For good reason, some would say. One of the funniest signs I heard about once was posted near the ticket booth at the old African lion safari zoo west of Sydney, where the wild animals were viewed from the safety of a car. It went something like "Brits on bicycles admitted for free". Aussies have long been conflicted about their relationship with the Old Country, and sympathy for the whingeing Pom has always been in short supply. So it goes.
The post-war assisted immigration scheme that encouraged immigrants to book passage to this country for £10 ran from 1945 until 1982. For a tiny fee, which was waived for anyone 19 or under, it was easy for an entire family to take the plunge, although they had to undertake to stay for at least two years.
This lavishly staged production comes from British-based company Eleven. Two eminent directors have worked on the first season. They are young Scotsman Jamie Magnus Stone, a BAFTA award winner and nominee, and Ana Kokkinos, whose television work became well known to Australian audiences after her remarkable breakthrough fiction feature, Head On, screened in cinemas in 1998. British writer Daniel Brocklehurst, also a BAFTA nominee, holds the screenplay credit.
There are only three British actors as the rest of the cast, including youthful performers like Declan Coyle (a young Russell Crowe lookalike) and Hattie Hook as British teenagers, are locals. The shoot, with Meg White on camera, took place in NSW.
The series' narrative is bustling with characters and plots, too many really. However, the lives of a married couple from Manchester, Terry and Annie Roberts (British actors Warren Brown and Faye Marsay), and their friend, single mum Kate (played by Michelle Keegan, also a Brit), supply the central throughlines.
The first three episodes that I had access to follow Terry and Annie, and their two teenage children, to Australia.
Lured by the prospect of year-round sunshine, they decide to immigrate Down Under in search of a new life, which is code for a new start for Terry's prisoner-of-war experiences in Dresden that are affecting his ability to live a normal life.

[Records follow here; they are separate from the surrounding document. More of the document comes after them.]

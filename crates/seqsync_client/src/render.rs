//! Renderer and host seams.

use crate::error::HandlerError;
use crate::monitor::FatalReason;
use parking_lot::Mutex;
use seqsync_protocol::{
    DownloadRequest, ElementPatch, Notification, OpenTarget, RunJavascript, SequenceNumber,
    Update, UpdateEnvelope, UpdateKind,
};
use std::collections::HashSet;

/// Where a dispatched update came from.
#[derive(Debug, Clone, Copy, PartialEq, Eq, Hash)]
pub enum Origin {
    /// Accepted in order from the live stream.
    Live,
    /// Accepted from a merged resume reply.
    Replay,
    /// Carried no sequence number.
    Unsequenced,
}

/// Context passed to every renderer call.
#[derive(Debug, Clone, Copy, PartialEq, Eq)]
pub struct DispatchContext {
    /// Sequence of the update, if it has one.
    pub sequence: Option<SequenceNumber>,
    /// Origin of the update.
    pub origin: Origin,
}

/// Presentation layer that applies updates.
///
/// Called only from the dispatch queue, one update at a time, in final
/// dispatch order.
pub trait Renderer: Send + Sync + 'static {
    /// Applies an element patch.
    fn apply_elements(
        &self,
        ctx: &DispatchContext,
        patch: &ElementPatch,
    ) -> Result<(), HandlerError>;

    /// Runs a script.
    fn run_javascript(
        &self,
        ctx: &DispatchContext,
        script: &RunJavascript,
    ) -> Result<(), HandlerError>;

    /// Navigates.
    fn open(&self, ctx: &DispatchContext, target: &OpenTarget) -> Result<(), HandlerError>;

    /// Starts a download.
    fn download(
        &self,
        ctx: &DispatchContext,
        request: &DownloadRequest,
    ) -> Result<(), HandlerError>;

    /// Shows a notification.
    fn notify(
        &self,
        ctx: &DispatchContext,
        notification: &Notification,
    ) -> Result<(), HandlerError>;
}

/// The page hosting the client.
pub trait Host: Send + Sync + 'static {
    /// Replaces the page with a fresh load.
    fn reload(&self, reason: &FatalReason);

    /// Shows or hides the reconnecting indicator.
    fn set_reconnecting(&self, visible: bool);
}

/// Decodes an envelope and hands it to the matching renderer method.
pub fn render_envelope<R: Renderer + ?Sized>(
    renderer: &R,
    ctx: &DispatchContext,
    envelope: &UpdateEnvelope,
) -> Result<(), HandlerError> {
    match envelope.decode()? {
        Update::Elements(patch) => renderer.apply_elements(ctx, &patch),
        Update::RunJavascript(script) => renderer.run_javascript(ctx, &script),
        Update::Open(target) => renderer.open(ctx, &target),
        Update::Download(request) => renderer.download(ctx, &request),
        Update::Notify(notification) => renderer.notify(ctx, &notification),
    }
}

/// An update applied by a [`MemoryRenderer`].
#[derive(Debug, Clone, PartialEq)]
pub struct RenderedUpdate {
    /// Sequence, if any.
    pub sequence: Option<SequenceNumber>,
    /// Origin.
    pub origin: Origin,
    /// The decoded update.
    pub update: Update,
}

/// Renderer that records what it applied.
#[derive(Debug, Default)]
pub struct MemoryRenderer {
    applied: Mutex<Vec<RenderedUpdate>>,
    fail_on: Mutex<HashSet<SequenceNumber>>,
}

impl MemoryRenderer {
    /// Creates an empty renderer.
    pub fn new() -> Self {
        Self::default()
    }

    /// Makes the handler for `sequence` fail.
    pub fn fail_on(&self, sequence: SequenceNumber) {
        self.fail_on.lock().insert(sequence);
    }

    /// Returns every applied update in order.
    pub fn applied(&self) -> Vec<RenderedUpdate> {
        self.applied.lock().clone()
    }

    /// Returns the sequences of applied updates, skipping unsequenced ones.
    pub fn sequences(&self) -> Vec<u64> {
        self.applied
            .lock()
            .iter()
            .filter_map(|rendered| rendered.sequence.map(SequenceNumber::get))
            .collect()
    }

    /// Returns the number of applied updates.
    pub fn len(&self) -> usize {
        self.applied.lock().len()
    }

    /// Returns true if nothing was applied.
    pub fn is_empty(&self) -> bool {
        self.applied.lock().is_empty()
    }

    fn record(&self, ctx: &DispatchContext, update: Update) -> Result<(), HandlerError> {
        if let Some(sequence) = ctx.sequence {
            if self.fail_on.lock().contains(&sequence) {
                return Err(HandlerError::failed(
                    update.kind(),
                    format!("injected failure at {sequence}"),
                ));
            }
        }
        self.applied.lock().push(RenderedUpdate {
            sequence: ctx.sequence,
            origin: ctx.origin,
            update,
        });
        Ok(())
    }
}

impl Renderer for MemoryRenderer {
    fn apply_elements(
        &self,
        ctx: &DispatchContext,
        patch: &ElementPatch,
    ) -> Result<(), HandlerError> {
        self.record(ctx, Update::Elements(patch.clone()))
    }

    fn run_javascript(
        &self,
        ctx: &DispatchContext,
        script: &RunJavascript,
    ) -> Result<(), HandlerError> {
        self.record(ctx, Update::RunJavascript(script.clone()))
    }

    fn open(&self, ctx: &DispatchContext, target: &OpenTarget) -> Result<(), HandlerError> {
        self.record(ctx, Update::Open(target.clone()))
    }

    fn download(
        &self,
        ctx: &DispatchContext,
        request: &DownloadRequest,
    ) -> Result<(), HandlerError> {
        if request.src.is_empty() {
            return Err(HandlerError::failed(UpdateKind::Download, "empty source"));
        }
        self.record(ctx, Update::Download(request.clone()))
    }

    fn notify(
        &self,
        ctx: &DispatchContext,
        notification: &Notification,
    ) -> Result<(), HandlerError> {
        self.record(ctx, Update::Notify(notification.clone()))
    }
}

/// Host that records reloads and the indicator.
#[derive(Debug, Default)]
pub struct MemoryHost {
    reloads: Mutex<Vec<FatalReason>>,
    indicator: Mutex<Vec<bool>>,
}

impl MemoryHost {
    /// Creates a host.
    pub fn new() -> Self {
        Self::default()
    }

    /// Returns every reload reason.
    pub fn reloads(&self) -> Vec<FatalReason> {
        self.reloads.lock().clone()
    }

    /// Returns the number of reloads.
    pub fn reload_count(&self) -> usize {
        self.reloads.lock().len()
    }

    /// Returns whether the indicator is currently shown.
    pub fn reconnecting(&self) -> bool {
        self.indicator.lock().last().copied().unwrap_or(false)
    }

    /// Returns every indicator change in order.
    pub fn indicator_history(&self) -> Vec<bool> {
        self.indicator.lock().clone()
    }
}

impl Host for MemoryHost {
    fn reload(&self, reason: &FatalReason) {
        self.reloads.lock().push(reason.clone());
    }

    fn set_reconnecting(&self, visible: bool) {
        self.indicator.lock().push(visible);
    }
}

#[cfg(test)]
mod tests {
    use super::*;
    use seqsync_protocol::ProtocolError;
    use serde_json::json;

    fn live(n: u64) -> DispatchContext {
        DispatchContext {
            sequence: Some(SequenceNumber::new(n)),
            origin: Origin::Live,
        }
    }

    #[test]
    fn routes_by_kind() {
        let renderer = MemoryRenderer::new();
        let envelopes = [
            UpdateEnvelope::sequenced(
                "update",
                SequenceNumber::new(1),
                json!({"3": {"tag": "div"}, "4": null}),
            ),
            UpdateEnvelope::sequenced(
                "run_javascript",
                SequenceNumber::new(2),
                json!({"code": "1+1"}),
            ),
            UpdateEnvelope::sequenced("open", SequenceNumber::new(3), json!({"path": "/next"})),
        ];

        for (i, envelope) in envelopes.iter().enumerate() {
            render_envelope(&renderer, &live(i as u64 + 1), envelope).unwrap();
        }

        let applied = renderer.applied();
        assert!(matches!(&applied[0].update, Update::Elements(patch) if patch.len() == 2));
        assert!(matches!(&applied[1].update, Update::RunJavascript(s) if s.code == "1+1"));
        assert!(matches!(&applied[2].update, Update::Open(t) if t.path == "/next" && !t.new_tab));
        assert_eq!(renderer.sequences(), vec![1, 2, 3]);
    }

    #[test]
    fn unknown_kind_is_a_handler_error() {
        let renderer = MemoryRenderer::new();
        let envelope = UpdateEnvelope::sequenced("teleport", SequenceNumber::new(1), json!({}));

        let err = render_envelope(&renderer, &live(1), &envelope).unwrap_err();
        assert!(matches!(
            err,
            HandlerError::Decode(ProtocolError::UnknownKind(k)) if k == "teleport"
        ));
        assert!(renderer.is_empty());
    }

    #[test]
    fn injected_failure() {
        let renderer = MemoryRenderer::new();
        renderer.fail_on(SequenceNumber::new(2));
        let envelope =
            UpdateEnvelope::sequenced("notify", SequenceNumber::new(2), json!({"message": "hi"}));

        assert!(render_envelope(&renderer, &live(2), &envelope).is_err());
        assert!(render_envelope(&renderer, &live(3), &envelope).is_ok());
        assert_eq!(renderer.len(), 1);
    }

    #[test]
    fn host_records_indicator_and_reloads() {
        let host = MemoryHost::new();
        assert!(!host.reconnecting());

        host.set_reconnecting(true);
        assert!(host.reconnecting());
        host.set_reconnecting(false);
        host.reload(&FatalReason::ConnectTimeout);

        assert_eq!(host.indicator_history(), vec![true, false]);
        assert_eq!(host.reloads(), vec![FatalReason::ConnectTimeout]);
    }
}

He suffers from PTSD, and drinks and gambles. The pair are engaging and empathetic.
Kate, a nurse, is aboard the same ship and lands alongside them at the hostel, a collection of Nissen huts in the bush with an old lookout tower that suggests an ominous former life.

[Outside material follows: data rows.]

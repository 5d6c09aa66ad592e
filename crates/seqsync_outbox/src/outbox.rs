//! Per-client outbox.

use crate::config::OutboxConfig;
use crate::emitter::{Emitter, OutboundMessage};
use crate::history::MessageHistory;
use parking_lot::Mutex;
use seqsync_protocol::{
    ClientId, ElementId, HandshakeRequest, ResumeReply, ResumeToken, SequenceNumber,
    SequencedEnvelope, UpdateKind,
};
use serde_json::{Map, Value};
use std::collections::{BTreeMap, VecDeque};
use std::sync::atomic::{AtomicBool, Ordering};
use std::sync::Arc;
use tokio::sync::Notify;
use tokio::time::Instant;
use tracing::{debug, info, warn};

enum Pending {
    Message { kind: String, payload: Value },
    Resume(ResumeReply),
}

struct State {
    updates: BTreeMap<ElementId, Option<Value>>,
    messages: VecDeque<Pending>,
    history: MessageHistory,
    message_count: SequenceNumber,
}

impl State {
    fn number(&mut self, kind: &str, payload: Value, now: Instant) -> OutboundMessage {
        self.message_count = self.message_count.next();
        let envelope = SequencedEnvelope::new(kind, self.message_count, payload);
        self.history.record(envelope.clone(), now);
        OutboundMessage::Update(envelope.into())
    }

    fn resume_messages(&self, last_accepted: SequenceNumber) -> Option<Vec<SequencedEnvelope>> {
        if last_accepted > self.message_count {
            return None;
        }
        match self.history.oldest() {
            Some(oldest) if oldest > last_accepted.next() => None,
            Some(_) => Some(self.history.since(last_accepted)),
            None if last_accepted == self.message_count => Some(Vec::new()),
            None => None,
        }
    }
}

/// Queues element updates and messages for one client and numbers them on
/// the way out.
///
/// Element updates are coalesced per element id until the next flush, where
/// they leave as a single `update` message. Every outgoing message except a
/// resume reply receives the next sequence number and is recorded in the
/// history first, so a reconnecting client can ask for what it missed.
pub struct Outbox<E> {
    config: OutboxConfig,
    emitter: Arc<E>,
    state: Mutex<State>,
    wake: Notify,
    stopped: AtomicBool,
}

impl<E: Emitter> Outbox<E> {
    /// Creates an outbox.
    pub fn new(config: OutboxConfig, emitter: Arc<E>) -> Self {
        let history = MessageHistory::new(
            config.resolved_history_duration(),
            config.history_max_length,
        );
        Self {
            config,
            emitter,
            state: Mutex::new(State {
                updates: BTreeMap::new(),
                messages: VecDeque::new(),
                history,
                message_count: SequenceNumber::ZERO,
            }),
            wake: Notify::new(),
            stopped: AtomicBool::new(false),
        }
    }

    /// Returns the client this outbox serves.
    pub fn client_id(&self) -> &ClientId {
        &self.config.client_id
    }

    /// Returns the number of messages numbered so far.
    pub fn message_count(&self) -> SequenceNumber {
        self.state.lock().message_count
    }

    /// Returns the number of history entries.
    pub fn history_len(&self) -> usize {
        self.state.lock().history.len()
    }

    /// Returns true if a flush would emit something.
    pub fn has_pending(&self) -> bool {
        let state = self.state.lock();
        !state.updates.is_empty() || !state.messages.is_empty()
    }

    /// Queues the latest state of an element.
    pub fn enqueue_update(&self, id: ElementId, element: Value) {
        self.state.lock().updates.insert(id, Some(element));
        self.wake.notify_one();
    }

    /// Queues the removal of an element.
    pub fn enqueue_delete(&self, id: ElementId) {
        self.state.lock().updates.insert(id, None);
        self.wake.notify_one();
    }

    /// Queues a message.
    pub fn enqueue_message(&self, kind: impl Into<String>, payload: Value) {
        self.state.lock().messages.push_back(Pending::Message {
            kind: kind.into(),
            payload,
        });
        self.wake.notify_one();
    }

    /// Queues a resume reply for a client that has accepted everything up to
    /// `last_accepted`.
    ///
    /// Returns false if the history cannot cover the gap; the client must then
    /// reload.
    pub fn synchronize(&self, last_accepted: SequenceNumber, token: ResumeToken) -> bool {
        let mut state = self.state.lock();
        let Some(messages) = state.resume_messages(last_accepted) else {
            warn!(
                %last_accepted,
                count = %state.message_count,
                oldest = ?state.history.oldest(),
                "cannot resume client"
            );
            return false;
        };

        debug!(%last_accepted, resend = messages.len(), %token, "resuming client");
        let reply = ResumeReply {
            resume_token: token,
            latest_sequence: state.message_count,
            messages,
        };
        state.messages.push_back(Pending::Resume(reply));
        drop(state);
        self.wake.notify_one();
        true
    }

    /// Answers a client handshake.
    pub fn handle_handshake(&self, request: &HandshakeRequest) -> bool {
        if request.client_id != self.config.client_id {
            warn!(
                expected = %self.config.client_id,
                actual = %request.client_id,
                "handshake for another client"
            );
            return false;
        }
        self.synchronize(request.last_accepted_sequence, request.resume_token)
    }

    /// Emits everything pending: the coalesced element update first, then
    /// messages in order. Returns the number of messages delivered.
    pub async fn flush(&self) -> usize {
        let batch = self.take_batch();
        let mut delivered = 0;
        for message in batch {
            match self.emitter.emit(message).await {
                Ok(()) => delivered += 1,
                Err(err) => warn!(error = %err, client_id = %self.config.client_id, "emit failed"),
            }
        }
        delivered
    }

    /// Flushes whenever work arrives, until [`stop`](Self::stop) is called.
    ///
    /// Waits at most `idle_wait` for new work before re-checking the stop
    /// flag, and polls every `disconnected_poll` while the emitter is down.
    pub async fn run(&self) {
        info!(client_id = %self.config.client_id, "outbox loop started");
        while !self.stopped.load(Ordering::Acquire) {
            if !self.has_pending() {
                let _ = tokio::time::timeout(self.config.idle_wait, self.wake.notified()).await;
                continue;
            }
            if !self.emitter.is_connected() {
                tokio::time::sleep(self.config.disconnected_poll).await;
                continue;
            }
            self.flush().await;
        }
        info!(client_id = %self.config.client_id, "outbox loop stopped");
    }

    /// Ends the loop.
    pub fn stop(&self) {
        self.stopped.store(true, Ordering::Release);
        self.wake.notify_one();
    }

    /// Returns true once stopped.
    pub fn is_stopped(&self) -> bool {
        self.stopped.load(Ordering::Acquire)
    }

    fn take_batch(&self) -> Vec<OutboundMessage> {
        let now = Instant::now();
        let mut state = self.state.lock();
        let mut batch = Vec::with_capacity(state.messages.len() + 1);

        if !state.updates.is_empty() {
            let payload: Map<String, Value> = std::mem::take(&mut state.updates)
                .into_iter()
                .map(|(id, element)| (id.to_string(), element.unwrap_or(Value::Null)))
                .collect();
            batch.push(state.number(UpdateKind::Update.as_str(), Value::Object(payload), now));
        }

        while let Some(pending) = state.messages.pop_front() {
            let message = match pending {
                Pending::Message { kind, payload } => state.number(&kind, payload, now),
                Pending::Resume(reply) => OutboundMessage::ResumeReply(reply),
            };
            batch.push(message);
        }
        batch
    }
}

In retrospect, it is surprising that no scenes take place on the six-week journey across the sea. It surely offered lots of opportunities for character development, but it's straight to regional Australia.
Here our gentle, unassuming migrant family encounter several crudely drawn Aussie caricatures, in particular David Field's scary workplace bully Dean who takes Terry for a spin in his Holden ute one evening.
It did feel like we were veering dangerously close to Wake in Fright territory. The ugly Australian, the pub culture, the racism in that seminal Ted Kotcheff film are haunting still. Perhaps the British showrunners watched it one too many times during lockdown. Stone has been comfortable to let Field's maniacal character fill the frame.
On the other hand, the intersections that Terry and Annie each have with the local Indigenous community set up promising trajectories.
Rob Collins, an Indigenous actor with significant presence, plays Ron, a community leader and friend to Terry at work.
Even if the show is set in the 1950s, the migrant experiences overall in this first season seem unlikely to encourage many in post-Brexit Britain to contemplate a move to Australia. It isn't hard to imagine why 25 per cent returned home.
If you have ever seen the beautiful, arty posters that advertised a new life in Australia you cannot be surprised by the appeal they had for Brits pummelled by years of war. It will be interesting to see where this big, ambitious production takes us.